[WHAT TO PRODUCE]:
Write out the data again in full, exactly as it reads.

[SUPPLIED RECORDS]:
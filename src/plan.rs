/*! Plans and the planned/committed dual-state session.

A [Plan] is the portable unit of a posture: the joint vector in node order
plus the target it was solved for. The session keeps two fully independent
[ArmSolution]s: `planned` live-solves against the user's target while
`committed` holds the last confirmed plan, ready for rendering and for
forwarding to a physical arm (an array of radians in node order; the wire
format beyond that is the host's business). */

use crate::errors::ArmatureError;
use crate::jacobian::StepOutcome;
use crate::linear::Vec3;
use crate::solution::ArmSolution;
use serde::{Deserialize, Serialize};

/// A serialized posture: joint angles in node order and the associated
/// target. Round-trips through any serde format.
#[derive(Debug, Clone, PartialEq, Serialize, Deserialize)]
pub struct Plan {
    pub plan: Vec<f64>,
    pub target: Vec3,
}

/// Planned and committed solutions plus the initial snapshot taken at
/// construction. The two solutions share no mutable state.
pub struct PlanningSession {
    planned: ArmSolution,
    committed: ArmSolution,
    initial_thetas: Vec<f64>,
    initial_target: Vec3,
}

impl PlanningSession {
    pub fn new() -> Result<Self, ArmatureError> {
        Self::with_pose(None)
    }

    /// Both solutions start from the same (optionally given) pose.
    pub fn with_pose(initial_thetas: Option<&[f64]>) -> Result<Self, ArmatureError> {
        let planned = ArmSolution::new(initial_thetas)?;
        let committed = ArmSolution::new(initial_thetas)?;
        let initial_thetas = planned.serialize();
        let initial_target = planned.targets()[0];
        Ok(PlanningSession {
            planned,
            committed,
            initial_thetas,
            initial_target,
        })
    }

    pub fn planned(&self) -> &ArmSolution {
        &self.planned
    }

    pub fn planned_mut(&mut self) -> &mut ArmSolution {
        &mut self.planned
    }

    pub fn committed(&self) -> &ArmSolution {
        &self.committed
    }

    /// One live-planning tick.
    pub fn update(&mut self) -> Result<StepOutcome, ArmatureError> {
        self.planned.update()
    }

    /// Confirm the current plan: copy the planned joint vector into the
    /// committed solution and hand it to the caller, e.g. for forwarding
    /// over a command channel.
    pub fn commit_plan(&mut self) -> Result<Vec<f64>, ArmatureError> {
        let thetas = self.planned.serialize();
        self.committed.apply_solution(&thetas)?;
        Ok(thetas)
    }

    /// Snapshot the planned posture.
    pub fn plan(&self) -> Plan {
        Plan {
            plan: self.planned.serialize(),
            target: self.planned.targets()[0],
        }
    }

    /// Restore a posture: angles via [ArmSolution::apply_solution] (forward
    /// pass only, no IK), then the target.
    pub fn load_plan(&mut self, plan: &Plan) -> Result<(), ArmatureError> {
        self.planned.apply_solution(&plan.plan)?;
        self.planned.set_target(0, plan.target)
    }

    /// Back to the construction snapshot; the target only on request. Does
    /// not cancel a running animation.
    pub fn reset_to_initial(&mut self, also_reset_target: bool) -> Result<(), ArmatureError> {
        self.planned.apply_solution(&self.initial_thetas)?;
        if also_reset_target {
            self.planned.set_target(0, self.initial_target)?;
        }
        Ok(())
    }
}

[OUTPUT OF THE EXERCISE]:
filename src/plan.rs
/*! Plans and the planned/committed dual-state session.

A [Plan] is the portable unit of a posture: the joint vector in node order
plus the target it was solved for. The session keeps two fully independent
[ArmSolution]s: `planned` live-solves against the user's target while
`committed` holds the last confirmed plan, ready for rendering and for
forwarding to a physical arm (an array of radians in node order; the wire
format beyond that is the host's business). */

use crate::errors::ArmatureError;
use crate::jacobian::StepOutcome;
use crate::linear::Vec3;
use crate::solution::ArmSolution;
use serde::{Deserialize, Serialize};

/// A serialized posture: joint angles in node order and the associated
/// target. Round-trips through any serde format.
#[derive(Debug, Clone, PartialEq, Serialize, Deserialize)]
pub struct Plan {
    pub plan: Vec<f64>,
    pub target: Vec3,
}

/// Planned and committed solutions plus the initial snapshot taken at
/// construction. The two solutions share no mutable state.
pub struct PlanningSession {
    planned: ArmSolution,
    committed: ArmSolution,
    initial_thetas: Vec<f64>,
    initial_target: Vec3,
}

impl PlanningSession {
    pub fn new() -> Result<Self, ArmatureError> {
        Self::with_pose(None)
    }

    /// Both solutions start from the same (optionally given) pose.
    pub fn with_pose(initial_thetas: Option<&[f64]>) -> Result<Self, ArmatureError> {
        let planned = ArmSolution::new(initial_thetas)?;
        let committed = ArmSolution::new(initial_thetas)?;
        let initial_thetas = planned.serialize();
        let initial_target = planned.targets()[0];
        Ok(PlanningSession {
            planned,
            committed,
            initial_thetas,
            initial_target,
        })
    }

    pub fn planned(&self) -> &ArmSolution {
        &self.planned
    }

    pub fn planned_mut(&mut self) -> &mut ArmSolution {
        &mut self.planned
    }

    pub fn committed(&self) -> &ArmSolution {
        &self.committed
    }

    /// One live-planning tick.
    pub fn update(&mut self) -> Result<StepOutcome, ArmatureError> {
        self.planned.update()
    }

    /// Confirm the current plan: copy the planned joint vector into the
    /// committed solution and hand it to the caller, e.g. for forwarding
    /// over a command channel.
    pub fn commit_plan(&mut self) -> Result<Vec<f64>, ArmatureError> {
        let thetas = self.planned.serialize();
        self.committed.apply_solution(&thetas)?;
        Ok(thetas)
    }

    /// Snapshot the planned posture.
    pub fn plan(&self) -> Plan {
        Plan {
            plan: self.planned.serialize(),
            target: self.planned.targets()[0],
        }
    }

    /// Restore a posture: angles via [ArmSolution::apply_solution] (forward
    /// pass only, no IK), then the target.
    pub fn load_plan(&mut self, plan: &Plan) -> Result<(), ArmatureError> {
        self.planned.apply_solution(&plan.plan)?;
        self.planned.set_target(0, plan.target)
    }

    /// Back to the construction snapshot; the target only on request. Does
    /// not cancel a running animation.
    pub fn reset_to_initial(&mut self, also_reset_target: bool) -> Result<(), ArmatureError> {
        self.planned.apply_solution(&self.initial_thetas)?;
        if also_reset_target {
            self.planned.set_target(0, self.initial_target)?;
        }
        Ok(())
    }
}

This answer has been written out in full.